Australia’s new Environment Minister, ex Midnight Oil singer, Peter Garrett has said he’d like to see the country rid of free plastic shopping bags by the end of the year. When this news broke last week the usual internet cry of ‘what am I going to do for free bin liners? went up. You’re going to have to buy them, is the short answer*. It's known as 'User Pays.' A great pillar of the much heralded modern free market.
That’s what happened in Ireland when they instituted their 15 cent PlasTax. Sales of bin liners did grow, but the volume of free bags dropped by some 90%. In the three months after the tax was introduced, shops handed out just over 23 million plastic bags - about 277 million fewer than normal, the Irish government said.
We’ve seen that China can ante up for a plastic bag ban by June this year and they use in one day what Australia would take nine months to get through!
4 billion bags are apparently given away annually by Australian retail stores, some of which in up in waterways, impeding stormwater drainage and more viscerally injuring marine life who get them wrapped around their bodies, or, thinking they are jelly fish, try to eat them.
The Australian Retailers Association has come out and said that consumers will be the ones who pay if the ban goes ahead. Shock! Does this mean supermarkets are currently giving shoppers the bags as outright gifts and not including the cost of buying the bags into their existing overheads? Hah. Via :: ABC
* PS. With aware shopping (bulking in bulk, reusable bags, minimal meat product, etc) a good municipal recycling scheme and an effective composting, wormfarm or bokashi bucket arrangement, most of what goes in your bin is likely to be dry waste (plastic packaging and so on) that probably doesn’t need a bin liner anyhow.

















Following the introduction of the eco-contribution in Malta 2005, the cost of plastic bags went up to 16 euro cents. Therefore customers and shop owners started introducing other alternatives to the plastic shopping bags; such as bags made of cloth, degradable and bio-degradable bags, since they are not taxed.
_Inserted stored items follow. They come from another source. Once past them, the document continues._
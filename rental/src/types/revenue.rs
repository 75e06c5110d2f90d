use serde::{Deserialize, Serialize};

/// How the partner insures their rentals.
#[derive(Debug, Clone, Copy, PartialEq, Eq, Serialize, Deserialize)]
#[serde(rename_all = "snake_case")]
pub enum RevenuePath {
    /// Platform-provided insurance; fixed payout.
    Insurance,
    /// Partner-supplied insurance; payout depends on [`RevenueTier`].
    Tiers,
}

impl std::fmt::Display for RevenuePath {
    fn fmt(&self, f: &mut std::fmt::Formatter<'_>) -> std::fmt::Result {
        match self {
            RevenuePath::Insurance => write!(f, "insurance"),
            RevenuePath::Tiers => write!(f, "tiers"),
        }
    }
}

impl std::str::FromStr for RevenuePath {
    type Err = String;

    fn from_str(s: &str) -> Result<Self, Self::Err> {
        match s {
            "insurance" => Ok(RevenuePath::Insurance),
            "tiers" => Ok(RevenuePath::Tiers),
            other => Err(format!("unknown revenue path: {other}")),
        }
    }
}

/// Insurance type supplied by the partner on the tiers path.
#[derive(Debug, Clone, Copy, PartialEq, Eq, Serialize, Deserialize)]
#[serde(rename_all = "snake_case")]
pub enum RevenueTier {
    P2p,
    Commercial,
    SelfManage,
}

impl std::fmt::Display for RevenueTier {
    fn fmt(&self, f: &mut std::fmt::Formatter<'_>) -> std::fmt::Result {
        match self {
            RevenueTier::P2p => write!(f, "p2p"),
            RevenueTier::Commercial => write!(f, "commercial"),
            RevenueTier::SelfManage => write!(f, "self_manage"),
        }
    }
}

impl std::str::FromStr for RevenueTier {
    type Err = String;

    fn from_str(s: &str) -> Result<Self, Self::Err> {
        match s {
            "p2p" => Ok(RevenueTier::P2p),
            "commercial" => Ok(RevenueTier::Commercial),
            "self_manage" | "self-manage" => Ok(RevenueTier::SelfManage),
            other => Err(format!("unknown revenue tier: {other}")),
        }
    }
}

/// A partner's persisted (or drafted) revenue path choice.
#[derive(Debug, Clone, Copy, Default, PartialEq, Eq, Serialize, Deserialize)]
#[serde(rename_all = "camelCase")]
pub struct RevenueSelection {
    pub revenue_path: Option<RevenuePath>,
    pub revenue_tier: Option<RevenueTier>,
}
use std::convert::TryFrom;
use std::path::Path;

use image::{ImageFormat, Rgb, RgbImage};

use crate::cells::{Cartesian2DCoordinate, CompassPrimary};
use crate::errors::*;
use crate::maze::Maze;

/// Something that can draw a finished maze.
///
/// Renderers only read the maze: its dimensions, entry and exit, and each cell's walls and path
/// mark. They run after generation has finished.
pub trait MazeRenderer {
    type Output;

    fn draw_maze(&self, maze: &Maze) -> Self::Output;
}

/// Is the wall on `dir` side of the cell at (x, y) standing. Anything off the grid is solid.
fn has_wall(maze: &Maze, x: usize, y: usize, dir: CompassPrimary) -> bool {
    maze.cell(Cartesian2DCoordinate::new(x as u32, y as u32))
        .map(|cell| cell.has_wall(dir))
        .unwrap_or(true)
}

/// Box drawing text rendering, three characters per cell body.
#[derive(Debug, Default, Copy, Clone)]
pub struct AsciiRenderer;

impl AsciiRenderer {
    // Wall running east from grid point (column, line). Each cell uses the southern wall of the
    // cell above it as its own northern wall, only the first line reads north walls.
    fn horizontal_wall(maze: &Maze, column: usize, line: usize) -> bool {
        if line == 0 {
            has_wall(maze, column, 0, CompassPrimary::North)
        } else {
            has_wall(maze, column, line - 1, CompassPrimary::South)
        }
    }

    // Wall running south from grid point (column, line), same scheme with east walls.
    fn vertical_wall(maze: &Maze, column: usize, line: usize) -> bool {
        if column == 0 {
            has_wall(maze, 0, line, CompassPrimary::West)
        } else {
            has_wall(maze, column - 1, line, CompassPrimary::East)
        }
    }

    fn corner(maze: &Maze, column: usize, line: usize) -> &'static str {
        const WALL_L: &str = "╴";
        const WALL_R: &str = "╶";
        const WALL_U: &str = "╵";
        const WALL_D: &str = "╷";
        const WALL_LR: &str = "─";
        const WALL_UD: &str = "│";
        const WALL_LD: &str = "┐";
        const WALL_RU: &str = "└";
        const WALL_LU: &str = "┘";
        const WALL_RD: &str = "┌";
        const WALL_LRU: &str = "┴";
        const WALL_LRD: &str = "┬";
        const WALL_LRUD: &str = "┼";
        const WALL_RUD: &str = "├";
        const WALL_LUD: &str = "┤";

        let (width, height) = (maze.width(), maze.height());
        let show_left_section = column > 0 && Self::horizontal_wall(maze, column - 1, line);
        let show_right_section = column < width && Self::horizontal_wall(maze, column, line);
        let show_up_section = line > 0 && Self::vertical_wall(maze, column, line - 1);
        let show_down_section = line < height && Self::vertical_wall(maze, column, line);

        match (show_left_section, show_right_section, show_up_section, show_down_section) {
            (true, true, true, true) => WALL_LRUD,
            (true, true, true, false) => WALL_LRU,
            (true, true, false, true) => WALL_LRD,
            (true, false, true, true) => WALL_LUD,
            (false, true, true, true) => WALL_RUD,
            (true, true, false, false) => WALL_LR,
            (false, false, true, true) => WALL_UD,
            (false, true, true, false) => WALL_RU,
            (true, false, false, true) => WALL_LD,
            (true, false, true, false) => WALL_LU,
            (false, true, false, true) => WALL_RD,
            (true, false, false, false) => WALL_L,
            (false, true, false, false) => WALL_R,
            (false, false, true, false) => WALL_U,
            (false, false, false, true) => WALL_D,
            (false, false, false, false) => " ",
        }
    }

    fn cell_body(maze: &Maze, x: usize, y: usize) -> &'static str {
        let coord = Cartesian2DCoordinate::new(x as u32, y as u32);
        if coord == maze.entry() {
            " S "
        } else if coord == maze.exit() {
            " E "
        } else if maze.cell(coord).map(|cell| cell.on_path()).unwrap_or(false) {
            " . "
        } else {
            "   "
        }
    }
}

impl MazeRenderer for AsciiRenderer {
    type Output = String;

    /// Two text lines per maze row (walls above, then cell bodies) plus the closing south wall.
    fn draw_maze(&self, maze: &Maze) -> String {
        const WALL_LR_3: &str = "───";
        const WALL_UD: &str = "│";
        const OPEN_3: &str = "   ";

        let (width, height) = (maze.width(), maze.height());
        let mut output = String::new();

        for line in 0..=height {
            for column in 0..=width {
                output.push_str(Self::corner(maze, column, line));
                if column < width {
                    let wall = Self::horizontal_wall(maze, column, line);
                    output.push_str(if wall { WALL_LR_3 } else { OPEN_3 });
                }
            }
            output.push('\n');

            if line < height {
                for column in 0..=width {
                    let wall = Self::vertical_wall(maze, column, line);
                    output.push_str(if wall { WALL_UD } else { " " });
                    if column < width {
                        output.push_str(Self::cell_body(maze, column, line));
                    }
                }
                output.push('\n');
            }
        }

        output
    }
}

#[derive(Debug, Copy, Clone)]
pub struct RenderOptions {
    cell_side_pixels_length: u8,
    mark_start_end: bool,
}

#[derive(Debug)]
pub struct RenderOptionsBuilder {
    options: RenderOptions,
}

impl RenderOptionsBuilder {
    pub fn new() -> RenderOptionsBuilder {
        RenderOptionsBuilder {
            options: RenderOptions {
                cell_side_pixels_length: 10,
                mark_start_end: true,
            },
        }
    }

    /// Pixel length of one cell side, clamped to at least 2 so a cell has an inside.
    pub fn cell_side_pixels_length(mut self, cell_side_pixels_length: u8) -> Self {
        self.options.cell_side_pixels_length = cell_side_pixels_length.max(2);
        self
    }

    pub fn mark_start_end(mut self, mark_start_end: bool) -> Self {
        self.options.mark_start_end = mark_start_end;
        self
    }

    pub fn build(self) -> RenderOptions {
        self.options
    }
}

impl Default for RenderOptionsBuilder {
    fn default() -> Self {
        RenderOptionsBuilder::new()
    }
}

const WHITE: Rgb<u8> = Rgb([0xff, 0xff, 0xff]);
const BLACK: Rgb<u8> = Rgb([0, 0, 0]);
const GREEN: Rgb<u8> = Rgb([0, 0xff, 0]);
const RED: Rgb<u8> = Rgb([0xff, 0, 0]);

/// Pixel rendering: wall lines on a white background, entry filled green and exit red.
#[derive(Debug, Copy, Clone)]
pub struct GraphicRenderer {
    options: RenderOptions,
}

impl GraphicRenderer {
    pub fn new(options: RenderOptions) -> GraphicRenderer {
        GraphicRenderer { options }
    }

    /// Pixel side of the whole image along one axis, None if it does not fit a `u32`.
    fn image_side(&self, cells: usize) -> Option<u32> {
        let cell_size = u32::from(self.options.cell_side_pixels_length);
        u32::try_from(cells)
            .ok()
            .and_then(|cells| cells.checked_mul(cell_size))
            .and_then(|side| side.checked_add(1))
    }

    // The caller checks `coord` is in the maze, so the pixel maths stays inside the image size.
    fn fill_cell(&self, image: &mut RgbImage, coord: Cartesian2DCoordinate, colour: Rgb<u8>) {
        let cell_size = u32::from(self.options.cell_side_pixels_length);
        let (x1, y1) = (coord.x * cell_size, coord.y * cell_size);
        for x in (x1 + 1)..(x1 + cell_size) {
            for y in (y1 + 1)..(y1 + cell_size) {
                if x < image.width() && y < image.height() {
                    image.put_pixel(x, y, colour);
                }
            }
        }
    }
}

fn draw_horizontal_line(image: &mut RgbImage, y: u32, x1: u32, x2: u32, colour: Rgb<u8>) {
    for x in x1..=x2 {
        if x < image.width() && y < image.height() {
            image.put_pixel(x, y, colour);
        }
    }
}

fn draw_vertical_line(image: &mut RgbImage, x: u32, y1: u32, y2: u32, colour: Rgb<u8>) {
    for y in y1..=y2 {
        if x < image.width() && y < image.height() {
            image.put_pixel(x, y, colour);
        }
    }
}

impl MazeRenderer for GraphicRenderer {
    type Output = Result<RgbImage>;

    /// Fails with `InvalidDimensions` when the image would be wider or taller than `u32::MAX`
    /// pixels.
    fn draw_maze(&self, maze: &Maze) -> Result<RgbImage> {
        let cell_size = u32::from(self.options.cell_side_pixels_length);
        let (img_width, img_height) =
            match (self.image_side(maze.width()), self.image_side(maze.height())) {
                (Some(w), Some(h)) => (w, h),
                _ => return Err(ErrorKind::InvalidDimensions(maze.width(), maze.height()).into()),
            };
        let mut image = RgbImage::from_pixel(img_width, img_height, WHITE);

        if self.options.mark_start_end {
            for &(coord, colour) in &[(maze.entry(), GREEN), (maze.exit(), RED)] {
                if maze.is_valid_coordinate(coord) {
                    self.fill_cell(&mut image, coord, colour);
                }
            }
        }

        // Both image sides fit a u32, so no cell's pixel offsets can overflow.
        for cell in maze.cells() {
            let coord = cell.coordinate();
            let x1 = coord.x * cell_size;
            let y1 = coord.y * cell_size;
            let x2 = x1 + cell_size;
            let y2 = y1 + cell_size;

            if cell.has_wall(CompassPrimary::North) {
                draw_horizontal_line(&mut image, y1, x1, x2, BLACK);
            }
            if cell.has_wall(CompassPrimary::South) {
                draw_horizontal_line(&mut image, y2, x1, x2, BLACK);
            }
            if cell.has_wall(CompassPrimary::West) {
                draw_vertical_line(&mut image, x1, y1, y2, BLACK);
            }
            if cell.has_wall(CompassPrimary::East) {
                draw_vertical_line(&mut image, x2, y1, y2, BLACK);
            }
        }

        Ok(image)
    }
}

/// Write a rendered maze image out as a PNG, whatever the path's extension.
pub fn save_png<P: AsRef<Path>>(image: &RgbImage, path: P) -> Result<()> {
    image.save_with_format(path, ImageFormat::Png)?;
    Ok(())
}
/// Number of cells on one row of a maze (the x extent).
#[derive(Eq, PartialEq, Copy, Clone, Debug)]
pub struct Width(pub usize);

/// Number of rows in a maze (the y extent).
#[derive(Eq, PartialEq, Copy, Clone, Debug)]
pub struct Height(pub usize);
use std::fmt;
use std::str::FromStr;

use bit_set::BitSet;
use log::debug;
use petgraph::unionfind::UnionFind;
use rand::rngs::StdRng;
use rand::seq::SliceRandom;
use rand::{Rng, SeedableRng};

use crate::cells::{Cartesian2DCoordinate, CompassPrimary, CoordinateSmallVec};
use crate::errors::*;
use crate::maze::Maze;

/// The passage carving strategies a maze can be generated with.
#[derive(Eq, PartialEq, Copy, Clone, Debug)]
pub enum Algorithm {
    RecursiveBacktracker,
    Prim,
    Kruskal,
}

impl FromStr for Algorithm {
    type Err = Error;

    /// Case-insensitive. "dfs" and "backtracking" both name the recursive backtracker.
    fn from_str(name: &str) -> Result<Algorithm> {
        match name.trim().to_lowercase().as_str() {
            "dfs" | "backtracking" | "recursive-backtracker" => Ok(Algorithm::RecursiveBacktracker),
            "prim" => Ok(Algorithm::Prim),
            "kruskal" => Ok(Algorithm::Kruskal),
            _ => Err(ErrorKind::UnknownAlgorithm(name.to_owned()).into()),
        }
    }
}

impl fmt::Display for Algorithm {
    fn fmt(&self, f: &mut fmt::Formatter) -> fmt::Result {
        let name = match *self {
            Algorithm::RecursiveBacktracker => "dfs",
            Algorithm::Prim => "prim",
            Algorithm::Kruskal => "kruskal",
        };
        write!(f, "{}", name)
    }
}

/// Carve passages into the maze with the algorithm called `algorithm_name`.
///
/// The name is checked before the maze is touched, so an unknown algorithm leaves it as it was.
pub fn generate(maze: &mut Maze, algorithm_name: &str) -> Result<()> {
    let algorithm = algorithm_name.parse::<Algorithm>()?;
    generate_with(maze, algorithm)
}

pub fn generate_with(maze: &mut Maze, algorithm: Algorithm) -> Result<()> {
    let carved = match algorithm {
        Algorithm::RecursiveBacktracker => recursive_backtracker(maze)?,
        Algorithm::Prim => prim(maze)?,
        Algorithm::Kruskal => kruskal(maze)?,
    };
    debug!("{} carved {} passages on a {}x{} maze with seed {}",
           algorithm,
           carved,
           maze.width(),
           maze.height(),
           maze.seed());
    Ok(())
}

/// Apply the recursive backtracker (randomized depth first search) algorithm to a maze.
///
/// Starting from the entry cell we keep a stack of the cells on the current route. The top cell
/// tries its four directions in a freshly shuffled order and carves into the first in-bounds
/// neighbour that has not been visited yet, which then becomes the new top of the stack. When
/// a cell has no unvisited neighbours left we backtrack by popping it.
/// The stack empties once every cell reachable from the entry has been visited, and each of
/// them is joined to the entry by exactly one route. The stack is explicit so large mazes do not
/// overflow the call stack.
///
/// Returns the number of passages carved.
pub fn recursive_backtracker(maze: &mut Maze) -> Result<usize> {
    let entry = prepare(maze)?;
    let mut rng = seeded_rng(maze);
    let mut carved = 0;

    maze.cell_mut(entry)?.set_visited(true);
    let mut stack = vec![entry];

    while let Some(&current) = stack.last() {

        let mut directions = CompassPrimary::ALL;
        directions.shuffle(&mut rng);

        let mut next = None;
        for dir in &directions {
            if let Some(neighbour) = maze.neighbour_at_direction(current, *dir) {
                if !maze.cell(neighbour)?.visited() {
                    next = Some(neighbour);
                    break;
                }
            }
        }

        if let Some(neighbour) = next {
            maze.remove_wall_between(current, neighbour)?;
            maze.cell_mut(neighbour)?.set_visited(true);
            stack.push(neighbour);
            carved += 1;
        } else {
            stack.pop();
        }
    }

    Ok(carved)
}

/// Apply a randomized version of Prim's algorithm to a maze.
///
/// The frontier holds every unvisited cell next to the visited region, which starts as just the
/// entry. Each step takes a random frontier cell, links it to one of its visited neighbours at
/// random, and adds its own unvisited neighbours to the frontier.
/// Compared to the recursive backtracker this gives lots of short dead ends radiating from the
/// entry rather than long winding corridors.
///
/// Returns the number of passages carved.
pub fn prim(maze: &mut Maze) -> Result<usize> {
    let entry = prepare(maze)?;
    let mut rng = seeded_rng(maze);
    let mut carved = 0;

    let mut frontier: Vec<Cartesian2DCoordinate> = Vec::new();
    let mut in_frontier = BitSet::with_capacity(maze.size());

    maze.cell_mut(entry)?.set_visited(true);
    extend_frontier(maze, entry, &mut frontier, &mut in_frontier);

    while !frontier.is_empty() {
        let pick = rng.gen_range(0..frontier.len());
        let cell_coord = frontier.swap_remove(pick);

        let visited_neighbours = maze.neighbours(cell_coord)
            .iter()
            .cloned()
            .filter(|neighbour| maze.cell(*neighbour).map(|c| c.visited()).unwrap_or(false))
            .collect::<CoordinateSmallVec>();

        // Frontier cells always border the visited region.
        if let Some(&link_coord) = visited_neighbours.choose(&mut rng) {
            maze.remove_wall_between(cell_coord, link_coord)?;
            carved += 1;
        }

        maze.cell_mut(cell_coord)?.set_visited(true);
        extend_frontier(maze, cell_coord, &mut frontier, &mut in_frontier);
    }

    Ok(carved)
}

fn extend_frontier(maze: &Maze,
                   coord: Cartesian2DCoordinate,
                   frontier: &mut Vec<Cartesian2DCoordinate>,
                   in_frontier: &mut BitSet) {
    for neighbour in maze.neighbours(coord).iter() {
        if let Some(index) = maze.coordinate_to_index(*neighbour) {
            if !maze.cells()[index].visited() && in_frontier.insert(index) {
                frontier.push(*neighbour);
            }
        }
    }
}

/// Apply a randomized version of Kruskal's algorithm to a maze.
///
/// Every wall between two adjacent cells is a candidate passage. The candidates are shuffled and
/// a passage is carved whenever it joins two cells not yet connected to each other, which a
/// union-find over the cell indices tracks. This joins the whole grid into one tree without
/// needing a starting point; the entry is only used to mark what it can reach as visited.
///
/// Returns the number of passages carved.
pub fn kruskal(maze: &mut Maze) -> Result<usize> {
    let entry = prepare(maze)?;
    let mut rng = seeded_rng(maze);
    let mut carved = 0;

    let mut walls = Vec::with_capacity(2 * maze.size());
    for coord in maze.iter() {
        for dir in &[CompassPrimary::East, CompassPrimary::South] {
            if let Some(neighbour) = maze.neighbour_at_direction(coord, *dir) {
                walls.push((coord, neighbour));
            }
        }
    }
    walls.shuffle(&mut rng);

    let mut connected_sets = UnionFind::<usize>::new(maze.size());
    for (a, b) in walls {
        if connected_sets.union(index_of(maze, a)?, index_of(maze, b)?) {
            maze.remove_wall_between(a, b)?;
            carved += 1;
        }
    }

    let entry_index = index_of(maze, entry)?;
    let coords = maze.iter().collect::<Vec<_>>();
    for (index, coord) in coords.into_iter().enumerate() {
        if connected_sets.equiv(entry_index, index) {
            maze.cell_mut(coord)?.set_visited(true);
        }
    }

    Ok(carved)
}

/// Check the entry and get the maze ready for carving.
///
/// A perfect maze is carved from fully enclosed cells so the passages form a single tree.
/// Otherwise carving builds on the construction-time border, whose opened ring cells add loops.
fn prepare(maze: &mut Maze) -> Result<Cartesian2DCoordinate> {
    let entry = maze.entry();
    maze.cell(entry)?;

    if maze.is_perfect() {
        maze.reset_walls();
    } else {
        maze.clear_visited();
    }

    Ok(entry)
}

fn seeded_rng(maze: &Maze) -> StdRng {
    StdRng::seed_from_u64(maze.seed())
}

fn index_of(maze: &Maze, coord: Cartesian2DCoordinate) -> Result<usize> {
    maze.coordinate_to_index(coord)
        .ok_or_else(|| ErrorKind::OutOfBounds(coord).into())
}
It was estimated that at the time 50 million plastic bags were thrown away every year in Malta (population 400,000). nowadays this has been reduced to 22 million. ECO Taxation through the polluter pays principle works.
There are soo many arguments about plastic bags, paper bags and what to use for trash. In the end the less we use the better and that goes for far more than just bags. The key is to find something durable that really works for you and is convenient and easy to use. There are many great reusable bags now but my favorite is the flip and tumble bag because it just works in my life. That I think is the key.
Yeah I hope it goes through as it will force the hand in NZ to follow suit.
The retailers assoc. are playing the reusing them as bin liners argument (in a really bad way)
http://www.stuff.co.nz/4354751a13.html
In communist russia, we used to just put a bit of newspaper at the bottom, of that bin, when you tip out the rubish into the concequent recepticle the rubbish comes out pretty cleanly and as an added benefit, more rubbish fits into the abovementioned recepticle as the induvidual bagsdo not create large gaps between them that the bags stop from being filled, luce garbage is a lot more compact, thus saving a bit of space, handy if you pay for garbage disposal by volume.
The ironic thing here is that plastic bags are probably the most re-used forms of garbage there is.
Here’s what the ban on plastic bags means in real life: the average, bill-paying citizen will have to spend more time, money and energy carrying his/her groceries home while big oil companies continue to sell more oil than ever (in the form of gas) at whatever inflated price tickles their fancy.
Banning the use of plastic bags is an environmental red-herring. so what’s worse, throwing away oil in the form of plastic bags, or pouring oil into the atmosphere in the form of car exhaust? if there’s one thing oil is good for, it’s for making plastic.